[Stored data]
============================================================

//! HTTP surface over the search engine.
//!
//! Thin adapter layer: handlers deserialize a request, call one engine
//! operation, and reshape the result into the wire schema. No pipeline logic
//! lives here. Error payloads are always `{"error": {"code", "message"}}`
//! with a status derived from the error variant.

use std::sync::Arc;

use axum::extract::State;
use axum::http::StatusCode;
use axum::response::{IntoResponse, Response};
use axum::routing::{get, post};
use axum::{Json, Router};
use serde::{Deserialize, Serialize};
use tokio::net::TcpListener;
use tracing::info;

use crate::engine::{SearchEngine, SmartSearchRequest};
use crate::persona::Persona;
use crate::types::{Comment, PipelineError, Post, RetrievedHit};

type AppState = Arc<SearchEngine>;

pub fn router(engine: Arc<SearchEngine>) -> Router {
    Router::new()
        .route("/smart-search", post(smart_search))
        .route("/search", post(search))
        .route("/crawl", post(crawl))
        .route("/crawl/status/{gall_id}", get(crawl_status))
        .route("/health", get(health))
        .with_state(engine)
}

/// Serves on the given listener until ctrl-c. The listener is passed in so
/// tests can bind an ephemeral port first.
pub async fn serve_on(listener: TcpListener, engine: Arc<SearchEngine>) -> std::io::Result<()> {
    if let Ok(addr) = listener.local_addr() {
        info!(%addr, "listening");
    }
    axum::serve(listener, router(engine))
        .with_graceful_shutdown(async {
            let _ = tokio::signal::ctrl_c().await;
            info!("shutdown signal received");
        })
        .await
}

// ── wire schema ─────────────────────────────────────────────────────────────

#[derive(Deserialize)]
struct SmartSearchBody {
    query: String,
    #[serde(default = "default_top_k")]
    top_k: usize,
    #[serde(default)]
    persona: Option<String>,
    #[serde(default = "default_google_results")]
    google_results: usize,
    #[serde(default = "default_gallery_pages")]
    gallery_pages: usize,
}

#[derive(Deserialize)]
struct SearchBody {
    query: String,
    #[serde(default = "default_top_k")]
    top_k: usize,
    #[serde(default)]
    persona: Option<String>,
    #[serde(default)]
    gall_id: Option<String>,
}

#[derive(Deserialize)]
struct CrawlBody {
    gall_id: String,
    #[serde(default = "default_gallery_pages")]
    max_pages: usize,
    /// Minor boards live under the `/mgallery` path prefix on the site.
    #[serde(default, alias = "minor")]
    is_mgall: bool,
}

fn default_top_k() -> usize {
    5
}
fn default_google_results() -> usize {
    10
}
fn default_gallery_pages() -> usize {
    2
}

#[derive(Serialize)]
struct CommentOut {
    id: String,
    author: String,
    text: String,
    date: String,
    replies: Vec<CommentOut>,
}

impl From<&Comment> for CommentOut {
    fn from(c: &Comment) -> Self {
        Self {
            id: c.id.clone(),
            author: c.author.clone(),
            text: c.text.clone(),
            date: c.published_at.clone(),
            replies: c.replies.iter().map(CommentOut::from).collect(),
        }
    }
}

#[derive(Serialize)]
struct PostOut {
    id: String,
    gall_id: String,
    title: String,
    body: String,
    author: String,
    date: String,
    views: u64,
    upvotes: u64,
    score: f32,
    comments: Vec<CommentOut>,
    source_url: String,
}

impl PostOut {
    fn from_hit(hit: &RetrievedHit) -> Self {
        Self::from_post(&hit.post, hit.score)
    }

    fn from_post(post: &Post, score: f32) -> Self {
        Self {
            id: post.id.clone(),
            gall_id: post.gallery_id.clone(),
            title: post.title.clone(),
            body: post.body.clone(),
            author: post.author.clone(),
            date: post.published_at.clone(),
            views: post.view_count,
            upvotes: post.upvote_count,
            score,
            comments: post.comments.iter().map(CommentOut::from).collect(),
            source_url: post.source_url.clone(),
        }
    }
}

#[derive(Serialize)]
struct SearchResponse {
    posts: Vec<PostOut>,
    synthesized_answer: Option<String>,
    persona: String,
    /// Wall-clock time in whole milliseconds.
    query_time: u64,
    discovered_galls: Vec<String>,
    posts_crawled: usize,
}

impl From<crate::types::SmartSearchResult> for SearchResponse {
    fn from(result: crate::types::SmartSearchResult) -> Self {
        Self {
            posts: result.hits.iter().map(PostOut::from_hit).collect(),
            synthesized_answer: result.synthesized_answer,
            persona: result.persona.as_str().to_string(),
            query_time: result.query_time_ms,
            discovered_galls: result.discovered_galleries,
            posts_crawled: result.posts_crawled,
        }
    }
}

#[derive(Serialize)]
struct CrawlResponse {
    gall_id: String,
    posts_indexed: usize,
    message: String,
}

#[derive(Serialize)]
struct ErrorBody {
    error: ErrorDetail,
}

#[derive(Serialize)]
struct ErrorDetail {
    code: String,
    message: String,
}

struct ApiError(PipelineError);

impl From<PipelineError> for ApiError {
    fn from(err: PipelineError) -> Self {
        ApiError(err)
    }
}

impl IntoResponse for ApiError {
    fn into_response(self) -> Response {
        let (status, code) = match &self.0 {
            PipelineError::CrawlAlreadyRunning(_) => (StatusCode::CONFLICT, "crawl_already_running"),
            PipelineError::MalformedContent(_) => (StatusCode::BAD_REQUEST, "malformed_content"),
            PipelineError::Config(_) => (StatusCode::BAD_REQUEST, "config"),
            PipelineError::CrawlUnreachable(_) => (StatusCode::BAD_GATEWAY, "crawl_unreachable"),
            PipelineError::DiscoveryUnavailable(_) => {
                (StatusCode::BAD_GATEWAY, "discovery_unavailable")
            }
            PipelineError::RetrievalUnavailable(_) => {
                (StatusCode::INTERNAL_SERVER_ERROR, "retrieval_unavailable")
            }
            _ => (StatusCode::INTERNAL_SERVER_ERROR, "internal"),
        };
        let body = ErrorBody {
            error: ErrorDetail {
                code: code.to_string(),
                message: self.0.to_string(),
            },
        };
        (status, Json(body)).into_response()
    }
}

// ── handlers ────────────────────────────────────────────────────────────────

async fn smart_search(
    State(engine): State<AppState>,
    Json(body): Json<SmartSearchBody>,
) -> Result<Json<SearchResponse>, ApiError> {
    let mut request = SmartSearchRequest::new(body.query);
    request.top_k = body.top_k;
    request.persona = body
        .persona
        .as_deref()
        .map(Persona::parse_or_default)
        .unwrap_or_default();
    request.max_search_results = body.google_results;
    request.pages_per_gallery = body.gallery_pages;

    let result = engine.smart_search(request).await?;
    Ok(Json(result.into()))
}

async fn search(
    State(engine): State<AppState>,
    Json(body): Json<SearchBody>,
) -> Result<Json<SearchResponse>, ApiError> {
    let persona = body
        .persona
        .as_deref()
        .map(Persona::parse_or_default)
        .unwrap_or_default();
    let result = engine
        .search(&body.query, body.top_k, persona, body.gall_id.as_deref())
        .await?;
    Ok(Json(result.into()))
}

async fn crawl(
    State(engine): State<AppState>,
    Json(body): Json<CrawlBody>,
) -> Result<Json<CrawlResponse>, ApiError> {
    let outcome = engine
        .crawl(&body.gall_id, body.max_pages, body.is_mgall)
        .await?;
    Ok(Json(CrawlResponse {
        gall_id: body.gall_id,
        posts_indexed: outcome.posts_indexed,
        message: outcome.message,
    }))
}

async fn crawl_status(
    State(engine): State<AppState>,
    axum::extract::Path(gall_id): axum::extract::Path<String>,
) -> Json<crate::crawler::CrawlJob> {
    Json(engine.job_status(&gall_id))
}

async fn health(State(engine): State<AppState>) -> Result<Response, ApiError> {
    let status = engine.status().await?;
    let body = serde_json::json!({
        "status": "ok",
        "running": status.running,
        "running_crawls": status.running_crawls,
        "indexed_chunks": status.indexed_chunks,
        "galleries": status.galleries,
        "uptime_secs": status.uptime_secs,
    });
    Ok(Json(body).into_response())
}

============================================================

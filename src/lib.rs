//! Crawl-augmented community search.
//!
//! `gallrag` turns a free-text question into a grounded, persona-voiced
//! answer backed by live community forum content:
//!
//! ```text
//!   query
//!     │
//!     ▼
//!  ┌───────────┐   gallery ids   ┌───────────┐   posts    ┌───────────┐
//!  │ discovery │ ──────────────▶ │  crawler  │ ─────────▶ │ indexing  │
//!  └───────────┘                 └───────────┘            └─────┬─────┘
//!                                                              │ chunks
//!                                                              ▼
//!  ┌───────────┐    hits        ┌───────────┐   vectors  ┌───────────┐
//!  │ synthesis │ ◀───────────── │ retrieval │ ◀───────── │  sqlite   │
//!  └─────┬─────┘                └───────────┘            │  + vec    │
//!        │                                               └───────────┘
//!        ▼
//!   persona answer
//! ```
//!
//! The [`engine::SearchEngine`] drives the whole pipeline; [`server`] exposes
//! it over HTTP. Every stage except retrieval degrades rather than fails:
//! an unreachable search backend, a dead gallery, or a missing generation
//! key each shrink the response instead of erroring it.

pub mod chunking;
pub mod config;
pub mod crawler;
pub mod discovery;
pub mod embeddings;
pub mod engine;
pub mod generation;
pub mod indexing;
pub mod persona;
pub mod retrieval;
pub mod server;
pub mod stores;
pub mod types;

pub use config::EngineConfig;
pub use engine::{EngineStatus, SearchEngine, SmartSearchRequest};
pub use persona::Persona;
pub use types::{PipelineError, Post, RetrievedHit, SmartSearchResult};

============================================================

## Task objective
Provide the count of lines above containing "iter", without any added words.

## Answer for this exercise
3